▶ [Work order]: How many lines below contain the string "kids"? Reply with the figure and no further words.
********
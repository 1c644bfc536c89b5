use super::*;

use core::convert::TryInto;
use core::ops::Add;

/// Percentage with micro-percent resolution: `from_percent(1)` is 1_000_000.
#[derive(Debug, Clone, Copy, PartialEq, Eq, PartialOrd, Ord, Serialize, SchemaType)]
pub struct Percentage(u64);

impl Percentage {
    pub fn from_micro_percent(micro_percent: u64) -> Self {
        Self(micro_percent)
    }

    pub fn from_percent(percent: u64) -> Self {
        Self(percent * 1_000_000)
    }

    /// Ratio of `amount` to `of`, rounded down. Saturates on division by zero.
    pub fn of_amount(amount: Amount, of: Amount) -> Percentage {
        Percentage(
            (amount.micro_ccd as u128 * 100_000_000)
                .checked_div(of.micro_ccd as u128)
                .and_then(|res| res.try_into().ok())
                .unwrap_or(u64::MAX),
        )
    }
}

impl Add for Percentage {
    type Output = Self;

    fn add(self, rhs: Self) -> Self::Output {
        Percentage(self.0.saturating_add(rhs.0))
    }
}

#[concordium_cfg_test]
mod tests {
    use super::*;

    #[concordium_test]
    fn test_increment_threshold() {
        claim_eq!(
            Percentage::from_percent(100) + Percentage::from_micro_percent(500_000),
            Percentage::from_micro_percent(100_500_000)
        );
        claim_eq!(
            Percentage::from_micro_percent(u64::MAX) + Percentage::from_percent(1),
            Percentage::from_micro_percent(u64::MAX)
        );
    }

    #[concordium_test]
    fn test_of_amount() {
        let previous = Amount::from_micro_ccd(200_000);

        claim_eq!(
            Percentage::of_amount(Amount::from_micro_ccd(210_000), previous),
            Percentage::from_percent(105)
        );
        claim!(
            Percentage::of_amount(Amount::from_micro_ccd(209_999), previous)
                < Percentage::from_percent(105)
        );
        claim_eq!(
            Percentage::of_amount(Amount::from_micro_ccd(1), Amount::zero()),
            Percentage::from_micro_percent(u64::MAX)
        );
    }
}
use super::require_text;
use crate::context::TaskContext;
use crate::error::{Result, TaskError};
use crate::pdf::overlay::{Layer, Overlay, Rgb, StandardFont};
use crate::pdf::PdfDocument;
use rmcp::schemars;
use serde::{Deserialize, Serialize};
use std::path::PathBuf;
use tracing::{info, instrument, warn};

const TEXT_SIZE: f32 = 12.0;
const NOTE_TEXT_SIZE: f32 = 8.0;
const STAMP_TEXT_SIZE: f32 = 10.0;
const NOTE_RADIUS: f32 = 8.0;
const HIGHLIGHT_OPACITY: f32 = 0.3;

#[derive(
    Debug, Clone, Copy, Default, PartialEq, Eq, Deserialize, clap::ValueEnum, schemars::JsonSchema,
)]
#[serde(rename_all = "snake_case")]
pub enum AnnotationType {
    /// Plain text in the annotation color
    #[default]
    Text,
    /// Translucent box behind black text
    Highlight,
    /// Colored dot with a small caption beside it
    Note,
    /// Bold text inside an outlined box
    Stamp,
}

#[derive(Debug, Clone, Deserialize, clap::Args, schemars::JsonSchema)]
pub struct Params {
    #[arg(long)]
    pub pdf_path: PathBuf,
    #[arg(long)]
    pub output_path: PathBuf,
    #[arg(long)]
    pub annotation_text: String,
    #[arg(long, value_enum)]
    pub annotation_type: Option<AnnotationType>,
    /// 1-indexed page to annotate (default 1)
    #[arg(long, allow_hyphen_values = true)]
    pub page_number: Option<i64>,
    /// Horizontal position as a fraction of the page width (default 0.1)
    #[arg(long)]
    pub x_position: Option<f32>,
    /// Vertical position as a fraction of the page height (default 0.9)
    #[arg(long)]
    pub y_position: Option<f32>,
    /// #RRGGBB; unreadable colors fall back to yellow
    #[arg(long)]
    pub color: Option<String>,
}

#[derive(Debug, Clone, Serialize)]
pub struct Output {
    pub output_path: PathBuf,
}

#[instrument(skip_all, fields(pdf = %params.pdf_path.display()))]
pub fn run(params: Params, ctx: &TaskContext) -> Result<Output> {
    let text = require_text(&params.annotation_text, "annotation_text")?;
    let defaults = ctx.defaults();
    let kind = params.annotation_type.unwrap_or_default();
    let color_name = params.color.as_deref().unwrap_or(&defaults.annotation_color);
    let color = Rgb::parse_hex(color_name).unwrap_or_else(|| {
        warn!(color = color_name, "Unreadable annotation color, using yellow");
        Rgb::YELLOW
    });

    let mut pdf = PdfDocument::open(&params.pdf_path)?;
    let page_count = pdf.page_count();
    let page = params.page_number.unwrap_or(1);
    let page_id = u32::try_from(page)
        .ok()
        .filter(|p| (1..=page_count).contains(p))
        .ok_or(TaskError::PageOutOfRange { page, page_count })
        .and_then(|p| pdf.page_id(p))?;

    let (width, height) = pdf.page_size(page_id);
    let x = params.x_position.unwrap_or(defaults.annotation_x) * width;
    let y = params.y_position.unwrap_or(defaults.annotation_y) * height;

    let mut progress = ctx.progress(1).with_ceiling(90.0);
    progress.checkpoint()?;
    let mut overlay = Overlay::new();
    draw(&mut overlay, kind, text, x, y, color);
    overlay.apply(&mut pdf.doc, page_id, Layer::Foreground)?;
    progress.advance();

    PdfDocument::save(&mut pdf.doc, &params.output_path)?;
    progress.finish();

    info!(?kind, page, "Annotation added");
    Ok(Output {
        output_path: params.output_path,
    })
}

fn draw(overlay: &mut Overlay, kind: AnnotationType, text: &str, x: f32, y: f32, color: Rgb) {
    let chars = text.chars().count() as f32;
    match kind {
        AnnotationType::Text => {
            overlay
                .fill_color(color)
                .text(StandardFont::Helvetica, TEXT_SIZE, x, y, text);
        }
        AnnotationType::Highlight => {
            overlay
                .save_state()
                .opacity(HIGHLIGHT_OPACITY)
                .fill_color(color)
                .fill_rect(x, y - 2.0, chars * 7.0, 14.0)
                .restore_state()
                .fill_color(Rgb::BLACK)
                .text(StandardFont::Helvetica, TEXT_SIZE, x, y, text);
        }
        AnnotationType::Note => {
            overlay
                .fill_color(color)
                .stroke_color(color)
                .circle(x, y, NOTE_RADIUS)
                .fill_color(Rgb::BLACK)
                .text(StandardFont::Helvetica, NOTE_TEXT_SIZE, x + 15.0, y - 3.0, text);
        }
        AnnotationType::Stamp => {
            overlay
                .stroke_color(color)
                .stroke_rect(x, y, chars * 8.0, 20.0)
                .fill_color(Rgb::BLACK)
                .text(StandardFont::HelveticaBold, STAMP_TEXT_SIZE, x + 5.0, y + 5.0, text);
        }
    }
}
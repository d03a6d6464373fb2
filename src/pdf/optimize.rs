//! Lossless size reduction.

use crate::error::{Result, TaskError};
use crate::pdf::document::ensure_parent_dir;
use flate2::write::ZlibEncoder;
use flate2::Compression;
use lopdf::{Document, Object, SaveOptions};
use std::fs::File;
use std::io::{self, BufWriter, Write};
use std::path::Path;
use tracing::debug;

#[derive(Debug, Clone, Copy)]
pub struct OptimizeOptions {
    /// zlib level 0-9. Level 0 writes streams as they are.
    pub level: u32,
    pub optimize_images: bool,
    pub remove_metadata: bool,
}

/// What [`optimize`] changed before writing.
#[derive(Debug, Default, Clone, Copy, PartialEq, Eq)]
pub struct OptimizeReport {
    pub streams_compressed: usize,
    pub images_compressed: usize,
}

/// Compress `doc` in place and write it to `path`.
pub fn optimize(
    doc: &mut Document,
    path: &Path,
    options: OptimizeOptions,
) -> Result<OptimizeReport> {
    let mut report = OptimizeReport::default();

    if options.remove_metadata {
        remove_metadata(doc)?;
    }

    doc.prune_objects();

    if options.level > 0 {
        for object in doc.objects.values_mut() {
            let Object::Stream(stream) = object else { continue };
            if !stream.allows_compression || stream.dict.get(b"Filter").is_ok() {
                continue;
            }
            let is_image =
                matches!(stream.dict.get(b"Subtype"), Ok(Object::Name(n)) if n == b"Image");
            if is_image && !options.optimize_images {
                continue;
            }
            // Failures leave the stream uncompressed, which is still valid.
            let Ok(compressed) = deflate(&stream.content, options.level) else {
                continue;
            };
            if compressed.len() >= stream.content.len() {
                continue;
            }
            stream.dict.set("Filter", "FlateDecode");
            stream.set_content(compressed);
            if is_image {
                report.images_compressed += 1;
            } else {
                report.streams_compressed += 1;
            }
        }
    }

    let save_options = SaveOptions::builder()
        .use_object_streams(options.level > 0)
        .use_xref_streams(options.level > 0)
        .compression_level(options.level)
        .build();

    ensure_parent_dir(path)?;
    let mut writer = BufWriter::new(File::create(path)?);
    doc.save_with_options(&mut writer, save_options)
        .map_err(|e| TaskError::library(format!("Failed to save PDF: {}", path.display()), e))?;

    debug!(?report, level = options.level, "Optimized PDF written");
    Ok(report)
}

/// zlib-compress `data` at `level` (clamped to 9).
fn deflate(data: &[u8], level: u32) -> io::Result<Vec<u8>> {
    let mut encoder = ZlibEncoder::new(Vec::new(), Compression::new(level.min(9)));
    encoder.write_all(data)?;
    encoder.finish()
}

/// Drop the information dictionary and the catalog's XMP stream.
pub fn remove_metadata(doc: &mut Document) -> Result<()> {
    doc.trailer.remove(b"Info");
    doc.catalog_mut()?.remove(b"Metadata");
    Ok(())
}
use super::{locate, run_tool};
use crate::error::{Result, TaskError};
use std::ffi::OsStr;
use std::path::{Path, PathBuf};
use tracing::{debug, instrument};

/// Renders every page of a PDF to a PNG file.
pub trait Rasterizer {
    /// Write one PNG per page into `out_dir`, returned in page order.
    fn rasterize(&self, pdf: &Path, dpi: u32, out_dir: &Path) -> Result<Vec<PathBuf>>;
}

/// `pdftoppm` from poppler-utils.
#[derive(Debug, Clone, Default)]
pub struct Pdftoppm {
    path: Option<PathBuf>,
}

impl Pdftoppm {
    pub fn new(path: Option<PathBuf>) -> Self {
        Pdftoppm { path }
    }
}

impl Rasterizer for Pdftoppm {
    #[instrument(skip(self), fields(pdf = %pdf.display()))]
    fn rasterize(&self, pdf: &Path, dpi: u32, out_dir: &Path) -> Result<Vec<PathBuf>> {
        let program = locate("pdftoppm", self.path.as_deref())?;
        std::fs::create_dir_all(out_dir)?;

        let prefix = out_dir.join("page");
        let dpi = dpi.to_string();
        run_tool(
            "pdftoppm",
            &program,
            [
                OsStr::new("-png"),
                OsStr::new("-r"),
                OsStr::new(&dpi),
                pdf.as_os_str(),
                prefix.as_os_str(),
            ],
        )?;

        let pages = rendered_pages(out_dir)?;
        if pages.is_empty() {
            return Err(TaskError::Collaborator {
                tool: "pdftoppm".to_string(),
                message: "produced no images".to_string(),
            });
        }
        debug!(pages = pages.len(), "Pages rendered");
        Ok(pages)
    }
}

/// `page-<n>.png` files in `dir`, sorted by `n`. The width of `n` depends
/// on the page count, so a plain name sort is not enough.
fn rendered_pages(dir: &Path) -> Result<Vec<PathBuf>> {
    let mut pages: Vec<(u32, PathBuf)> = std::fs::read_dir(dir)?
        .filter_map(|entry| entry.ok())
        .map(|entry| entry.path())
        .filter_map(|path| {
            let stem = path.file_stem()?.to_str()?;
            let number = stem.strip_prefix("page-")?.parse().ok()?;
            let is_png = path.extension().is_some_and(|ext| ext == "png");
            is_png.then_some((number, path))
        })
        .collect();
    pages.sort_by_key(|(number, _)| *number);
    Ok(pages.into_iter().map(|(_, path)| path).collect())
}

#[cfg(test)]
mod tests {
    use super::*;

    #[test]
    fn test_rendered_pages_sort_numerically() {
        let dir = tempfile::tempdir().unwrap();
        for name in ["page-10.png", "page-02.png", "page-1.png", "notes.txt", "page-3.ppm"] {
            std::fs::write(dir.path().join(name), b"").unwrap();
        }
        let names: Vec<String> = rendered_pages(dir.path())
            .unwrap()
            .iter()
            .map(|p| p.file_name().unwrap().to_string_lossy().into_owned())
            .collect();
        assert_eq!(names, vec!["page-1.png", "page-02.png", "page-10.png"]);
    }

    #[test]
    fn test_missing_binary_is_tool_not_found() {
        let dir = tempfile::tempdir().unwrap();
        let rasterizer = Pdftoppm::new(Some(dir.path().join("pdftoppm")));
        let err = rasterizer
            .rasterize(Path::new("in.pdf"), 72, dir.path())
            .unwrap_err();
        assert!(matches!(err, TaskError::ToolNotFound { .. }));
    }
}
use crate::context::TaskContext;
use crate::error::{Result, TaskError};
use crate::pdf::optimize::{optimize, OptimizeOptions};
use crate::pdf::PdfDocument;
use rmcp::schemars;
use serde::{Deserialize, Serialize};
use std::path::PathBuf;
use tracing::{info, instrument};

const MAX_LEVEL: u32 = 9;

#[derive(Debug, Clone, Deserialize, clap::Args, schemars::JsonSchema)]
pub struct Params {
    #[arg(long)]
    pub input_pdf: PathBuf,
    #[arg(long)]
    pub output_path: PathBuf,
    /// zlib level 0-9 (default 6)
    #[arg(long)]
    pub compression_level: Option<u32>,
    #[arg(long, action = clap::ArgAction::Set)]
    pub optimize_images: Option<bool>,
    /// Drop the document information dictionary and XMP metadata
    #[arg(long, action = clap::ArgAction::Set)]
    pub remove_metadata: Option<bool>,
}

#[derive(Debug, Clone, Serialize)]
pub struct Output {
    pub output_path: PathBuf,
    /// Bytes.
    pub original_size: f64,
    pub compressed_size: f64,
    /// Percent saved, two decimals; negative if the file grew.
    pub compression_ratio: f64,
}

#[instrument(skip_all, fields(pdf = %params.input_pdf.display()))]
pub fn run(params: Params, ctx: &TaskContext) -> Result<Output> {
    let defaults = ctx.defaults();
    let level = params.compression_level.unwrap_or(defaults.compression_level);
    if level > MAX_LEVEL {
        return Err(TaskError::invalid_parameter(format!(
            "compression_level must be between 0 and {}, got {}",
            MAX_LEVEL, level
        )));
    }
    let options = OptimizeOptions {
        level,
        optimize_images: params.optimize_images.unwrap_or(defaults.optimize_images),
        remove_metadata: params.remove_metadata.unwrap_or(defaults.remove_metadata),
    };

    let mut pdf = PdfDocument::open(&params.input_pdf)?;
    let original_size = std::fs::metadata(&params.input_pdf)?.len() as f64;

    let mut progress = ctx.progress(1).with_ceiling(90.0);
    progress.checkpoint()?;
    let report = optimize(&mut pdf.doc, &params.output_path, options)?;
    progress.advance();

    let compressed_size = std::fs::metadata(&params.output_path)?.len() as f64;
    let compression_ratio = ratio(original_size, compressed_size);
    progress.finish();

    info!(
        original_size,
        compressed_size,
        compression_ratio,
        streams = report.streams_compressed,
        images = report.images_compressed,
        "PDF compressed"
    );
    Ok(Output {
        output_path: params.output_path,
        original_size,
        compressed_size,
        compression_ratio,
    })
}

fn ratio(original: f64, compressed: f64) -> f64 {
    if original <= 0.0 {
        return 0.0;
    }
    ((original - compressed) / original * 10_000.0).round() / 100.0
}
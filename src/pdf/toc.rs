//! Reading the document outline (bookmarks).

use crate::pdf::document::decode_pdf_string;
use lopdf::{Dictionary, Document, Object, ObjectId};
use std::collections::{BTreeMap, BTreeSet, HashSet};

#[derive(Debug, Clone, PartialEq)]
pub struct OutlineEntry {
    pub title: String,
    /// 1-indexed target page, if the destination resolves to a page of this document.
    pub page: Option<u32>,
    /// Nesting depth, 0 for top-level entries.
    pub level: u32,
}

/// All outline entries in document order, flattened depth-first.
pub fn outline_entries(doc: &Document) -> Vec<OutlineEntry> {
    let first = doc
        .catalog()
        .ok()
        .and_then(|catalog| catalog.get(b"Outlines").ok())
        .and_then(|obj| obj.as_reference().ok())
        .and_then(|id| doc.get_dictionary(id).ok())
        .and_then(|outlines| outlines.get(b"First").ok())
        .and_then(|obj| obj.as_reference().ok());

    let Some(first) = first else {
        return Vec::new();
    };

    let page_map: BTreeMap<ObjectId, u32> = doc
        .get_pages()
        .into_iter()
        .map(|(num, id)| (id, num))
        .collect();

    let mut entries = Vec::new();
    let mut visited = HashSet::new();
    walk_items(doc, first, &page_map, 0, &mut visited, &mut entries);
    entries
}

/// Sorted, distinct 1-indexed pages that at least one bookmark points to.
pub fn bookmark_start_pages(doc: &Document) -> Vec<u32> {
    outline_entries(doc)
        .into_iter()
        .filter_map(|entry| entry.page)
        .collect::<BTreeSet<_>>()
        .into_iter()
        .collect()
}

fn walk_items(
    doc: &Document,
    first_id: ObjectId,
    page_map: &BTreeMap<ObjectId, u32>,
    level: u32,
    visited: &mut HashSet<ObjectId>,
    entries: &mut Vec<OutlineEntry>,
) {
    let mut current = Some(first_id);

    while let Some(id) = current {
        // Sibling and child links in damaged files can loop.
        if !visited.insert(id) {
            break;
        }
        let Ok(dict) = doc.get_dictionary(id) else {
            break;
        };

        let title = match dict.get(b"Title").and_then(|t| doc.dereference(t)) {
            Ok((_, Object::String(bytes, _))) => decode_pdf_string(bytes),
            _ => "Untitled".to_string(),
        };
        entries.push(OutlineEntry {
            title,
            page: destination_page(doc, dict, page_map),
            level,
        });

        if let Ok(Object::Reference(child)) = dict.get(b"First") {
            walk_items(doc, *child, page_map, level + 1, visited, entries);
        }

        current = dict.get(b"Next").and_then(Object::as_reference).ok();
    }
}

fn destination_page(
    doc: &Document,
    item: &Dictionary,
    page_map: &BTreeMap<ObjectId, u32>,
) -> Option<u32> {
    if let Ok(dest) = item.get(b"Dest") {
        return resolve_destination(doc, dest, page_map, 0);
    }

    // GoTo action, either inline or by reference
    let action = item.get(b"A").and_then(|a| doc.dereference(a)).ok()?.1.as_dict().ok()?;
    match action.get(b"S") {
        Ok(Object::Name(kind)) if kind == b"GoTo" => {
            resolve_destination(doc, action.get(b"D").ok()?, page_map, 0)
        }
        _ => None,
    }
}

fn resolve_destination(
    doc: &Document,
    dest: &Object,
    page_map: &BTreeMap<ObjectId, u32>,
    depth: u32,
) -> Option<u32> {
    if depth > 8 {
        return None;
    }
    match dest {
        Object::Array(arr) => match arr.first() {
            Some(Object::Reference(page_ref)) => page_map.get(page_ref).copied(),
            _ => None,
        },
        Object::Reference(r) => {
            resolve_destination(doc, doc.get_object(*r).ok()?, page_map, depth + 1)
        }
        // Explicit destinations may be wrapped in a dictionary with a D entry
        Object::Dictionary(dict) => {
            resolve_destination(doc, dict.get(b"D").ok()?, page_map, depth + 1)
        }
        Object::String(name, _) | Object::Name(name) => {
            let target = named_destination(doc, name)?;
            resolve_destination(doc, &target, page_map, depth + 1)
        }
        _ => None,
    }
}

fn named_destination(doc: &Document, name: &[u8]) -> Option<Object> {
    let catalog = doc.catalog().ok()?;

    // PDF 1.2+: name tree under Names/Dests
    let tree_root = catalog
        .get(b"Names")
        .and_then(|n| doc.dereference(n))
        .ok()
        .and_then(|(_, names)| names.as_dict().ok())
        .and_then(|names| names.get(b"Dests").ok())
        .and_then(|d| d.as_reference().ok());
    if let Some(root) = tree_root {
        if let Some(found) = search_name_tree(doc, root, name, 0) {
            return Some(found);
        }
    }

    // PDF 1.1: a plain Dests dictionary in the catalog
    let dests = catalog
        .get(b"Dests")
        .and_then(|d| doc.dereference(d))
        .ok()?
        .1
        .as_dict()
        .ok()?;
    dests.get(name).ok().cloned()
}

fn search_name_tree(doc: &Document, node_id: ObjectId, name: &[u8], depth: u32) -> Option<Object> {
    if depth > 32 {
        return None;
    }
    let node = doc.get_dictionary(node_id).ok()?;

    if let Ok(Object::Array(names)) = node.get(b"Names") {
        for pair in names.chunks_exact(2) {
            if let Object::String(key, _) = &pair[0] {
                if key == name {
                    return Some(pair[1].clone());
                }
            }
        }
    }

    if let Ok(Object::Array(kids)) = node.get(b"Kids") {
        for kid in kids {
            if let Object::Reference(kid_ref) = kid {
                if let Some(found) = search_name_tree(doc, *kid_ref, name, depth + 1) {
                    return Some(found);
                }
            }
        }
    }

    None
}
********
▶ [Response to the task]: 2